Saved data entries
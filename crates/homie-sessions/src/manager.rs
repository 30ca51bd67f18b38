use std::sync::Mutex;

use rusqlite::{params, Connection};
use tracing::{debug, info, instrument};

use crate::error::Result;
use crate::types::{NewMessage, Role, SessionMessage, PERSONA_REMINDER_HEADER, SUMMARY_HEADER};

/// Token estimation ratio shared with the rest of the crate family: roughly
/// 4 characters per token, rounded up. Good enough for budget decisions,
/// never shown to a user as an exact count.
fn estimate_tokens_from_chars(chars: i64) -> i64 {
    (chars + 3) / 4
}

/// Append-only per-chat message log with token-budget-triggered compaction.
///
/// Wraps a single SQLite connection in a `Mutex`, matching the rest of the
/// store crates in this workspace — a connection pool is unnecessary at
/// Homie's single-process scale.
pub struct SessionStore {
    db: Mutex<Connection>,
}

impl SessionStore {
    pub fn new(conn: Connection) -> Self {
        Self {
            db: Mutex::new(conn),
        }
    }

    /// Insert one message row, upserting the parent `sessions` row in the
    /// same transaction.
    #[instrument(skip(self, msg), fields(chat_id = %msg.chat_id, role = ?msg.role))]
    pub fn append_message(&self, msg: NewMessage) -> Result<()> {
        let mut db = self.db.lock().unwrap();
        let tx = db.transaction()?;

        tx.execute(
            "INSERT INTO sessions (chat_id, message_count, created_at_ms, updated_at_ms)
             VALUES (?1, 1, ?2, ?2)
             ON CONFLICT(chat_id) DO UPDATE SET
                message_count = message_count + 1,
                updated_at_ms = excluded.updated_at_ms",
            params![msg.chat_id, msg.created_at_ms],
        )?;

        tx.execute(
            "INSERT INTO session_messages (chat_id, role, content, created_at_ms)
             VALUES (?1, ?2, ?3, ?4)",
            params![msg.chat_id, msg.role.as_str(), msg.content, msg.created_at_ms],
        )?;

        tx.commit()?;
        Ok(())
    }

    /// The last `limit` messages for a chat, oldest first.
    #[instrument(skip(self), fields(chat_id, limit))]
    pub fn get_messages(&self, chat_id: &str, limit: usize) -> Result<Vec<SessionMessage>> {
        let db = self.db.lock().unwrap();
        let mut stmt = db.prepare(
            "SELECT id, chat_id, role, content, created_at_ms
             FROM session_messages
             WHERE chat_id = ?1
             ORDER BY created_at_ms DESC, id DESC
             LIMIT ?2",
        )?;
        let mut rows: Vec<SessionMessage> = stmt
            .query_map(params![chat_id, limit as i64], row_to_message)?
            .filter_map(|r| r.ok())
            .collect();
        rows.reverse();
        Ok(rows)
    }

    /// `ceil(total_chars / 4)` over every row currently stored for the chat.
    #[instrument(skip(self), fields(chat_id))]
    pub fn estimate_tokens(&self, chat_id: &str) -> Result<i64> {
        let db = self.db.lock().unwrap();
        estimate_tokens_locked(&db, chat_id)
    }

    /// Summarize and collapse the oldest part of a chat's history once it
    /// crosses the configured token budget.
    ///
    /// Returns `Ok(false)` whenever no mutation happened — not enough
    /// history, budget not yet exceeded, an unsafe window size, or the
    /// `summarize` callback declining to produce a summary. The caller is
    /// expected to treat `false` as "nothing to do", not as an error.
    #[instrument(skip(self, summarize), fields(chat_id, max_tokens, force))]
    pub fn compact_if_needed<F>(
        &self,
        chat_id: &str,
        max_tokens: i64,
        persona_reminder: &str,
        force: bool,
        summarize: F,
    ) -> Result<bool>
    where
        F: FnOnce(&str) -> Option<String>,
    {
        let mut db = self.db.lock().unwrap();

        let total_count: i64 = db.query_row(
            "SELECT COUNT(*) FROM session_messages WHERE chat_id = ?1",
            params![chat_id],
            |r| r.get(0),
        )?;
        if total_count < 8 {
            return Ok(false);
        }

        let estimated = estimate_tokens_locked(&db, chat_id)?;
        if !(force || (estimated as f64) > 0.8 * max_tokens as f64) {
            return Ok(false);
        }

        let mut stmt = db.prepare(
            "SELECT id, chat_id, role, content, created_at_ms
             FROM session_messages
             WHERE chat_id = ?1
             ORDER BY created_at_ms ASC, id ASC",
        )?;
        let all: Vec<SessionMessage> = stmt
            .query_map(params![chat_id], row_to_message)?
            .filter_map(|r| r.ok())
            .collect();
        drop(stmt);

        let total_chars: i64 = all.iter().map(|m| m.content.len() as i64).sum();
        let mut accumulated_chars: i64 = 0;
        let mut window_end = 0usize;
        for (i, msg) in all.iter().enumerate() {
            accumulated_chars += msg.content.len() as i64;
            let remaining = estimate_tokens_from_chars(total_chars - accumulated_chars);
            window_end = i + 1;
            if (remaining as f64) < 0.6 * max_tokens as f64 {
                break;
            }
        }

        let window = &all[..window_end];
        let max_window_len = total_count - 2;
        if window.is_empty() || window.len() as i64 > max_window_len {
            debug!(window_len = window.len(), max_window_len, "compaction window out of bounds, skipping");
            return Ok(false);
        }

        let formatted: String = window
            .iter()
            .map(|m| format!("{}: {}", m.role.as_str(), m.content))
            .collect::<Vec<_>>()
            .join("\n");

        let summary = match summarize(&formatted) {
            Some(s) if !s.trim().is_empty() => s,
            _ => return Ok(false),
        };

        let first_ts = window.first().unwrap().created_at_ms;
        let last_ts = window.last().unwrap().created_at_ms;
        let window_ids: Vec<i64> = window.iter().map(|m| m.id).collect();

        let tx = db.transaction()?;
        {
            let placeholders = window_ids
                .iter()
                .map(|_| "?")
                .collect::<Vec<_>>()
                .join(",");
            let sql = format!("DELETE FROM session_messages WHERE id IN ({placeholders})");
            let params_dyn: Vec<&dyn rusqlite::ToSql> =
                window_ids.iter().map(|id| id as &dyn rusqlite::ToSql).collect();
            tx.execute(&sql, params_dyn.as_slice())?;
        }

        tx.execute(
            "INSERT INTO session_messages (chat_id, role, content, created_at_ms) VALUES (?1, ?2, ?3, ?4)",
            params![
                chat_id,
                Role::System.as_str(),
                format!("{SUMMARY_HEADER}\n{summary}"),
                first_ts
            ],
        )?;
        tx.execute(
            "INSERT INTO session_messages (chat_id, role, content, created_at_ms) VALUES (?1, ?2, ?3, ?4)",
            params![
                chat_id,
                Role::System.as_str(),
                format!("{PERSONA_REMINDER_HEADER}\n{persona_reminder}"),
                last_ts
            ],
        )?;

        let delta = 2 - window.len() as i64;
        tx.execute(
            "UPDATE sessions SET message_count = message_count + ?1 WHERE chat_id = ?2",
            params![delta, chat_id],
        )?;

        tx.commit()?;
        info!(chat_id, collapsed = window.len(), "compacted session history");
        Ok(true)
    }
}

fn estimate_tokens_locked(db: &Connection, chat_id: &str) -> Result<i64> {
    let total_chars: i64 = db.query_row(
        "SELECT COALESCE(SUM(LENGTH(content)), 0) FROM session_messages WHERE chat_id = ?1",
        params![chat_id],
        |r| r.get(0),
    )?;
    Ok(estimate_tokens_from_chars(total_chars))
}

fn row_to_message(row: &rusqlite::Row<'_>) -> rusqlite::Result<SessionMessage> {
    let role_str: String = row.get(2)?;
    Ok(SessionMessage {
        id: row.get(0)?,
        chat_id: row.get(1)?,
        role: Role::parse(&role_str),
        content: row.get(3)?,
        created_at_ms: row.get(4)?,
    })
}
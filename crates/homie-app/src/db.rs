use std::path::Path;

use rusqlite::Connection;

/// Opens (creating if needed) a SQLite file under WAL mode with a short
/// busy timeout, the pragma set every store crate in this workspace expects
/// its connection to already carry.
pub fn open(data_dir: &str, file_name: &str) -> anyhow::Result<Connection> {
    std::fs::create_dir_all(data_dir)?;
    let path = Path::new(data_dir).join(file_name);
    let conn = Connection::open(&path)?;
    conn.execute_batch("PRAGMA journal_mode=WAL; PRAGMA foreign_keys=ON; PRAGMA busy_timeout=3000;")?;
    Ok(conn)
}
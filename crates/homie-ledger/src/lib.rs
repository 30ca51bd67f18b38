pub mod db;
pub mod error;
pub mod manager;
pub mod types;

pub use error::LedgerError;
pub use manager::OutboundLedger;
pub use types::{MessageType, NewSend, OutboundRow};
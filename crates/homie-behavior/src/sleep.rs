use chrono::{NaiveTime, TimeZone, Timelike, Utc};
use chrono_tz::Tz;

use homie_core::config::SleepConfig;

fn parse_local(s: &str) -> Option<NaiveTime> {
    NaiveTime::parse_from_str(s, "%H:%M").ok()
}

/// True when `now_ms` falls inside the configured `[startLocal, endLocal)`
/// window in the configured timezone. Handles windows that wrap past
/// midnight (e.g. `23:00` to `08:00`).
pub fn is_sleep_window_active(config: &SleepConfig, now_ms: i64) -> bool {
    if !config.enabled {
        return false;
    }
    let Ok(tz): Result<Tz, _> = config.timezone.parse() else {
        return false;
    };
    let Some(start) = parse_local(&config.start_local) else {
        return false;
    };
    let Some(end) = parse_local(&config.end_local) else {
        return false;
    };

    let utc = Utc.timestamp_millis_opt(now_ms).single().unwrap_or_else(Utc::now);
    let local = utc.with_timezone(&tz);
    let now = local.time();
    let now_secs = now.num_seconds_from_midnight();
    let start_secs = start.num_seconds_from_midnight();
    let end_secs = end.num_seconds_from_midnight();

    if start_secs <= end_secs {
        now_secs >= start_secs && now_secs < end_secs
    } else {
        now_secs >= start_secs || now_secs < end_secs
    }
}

WORK REQUEST
Each line above that contains the string "Mutex" counts once; give the number of such lines and nothing more.

EXERCISE SOLUTION
4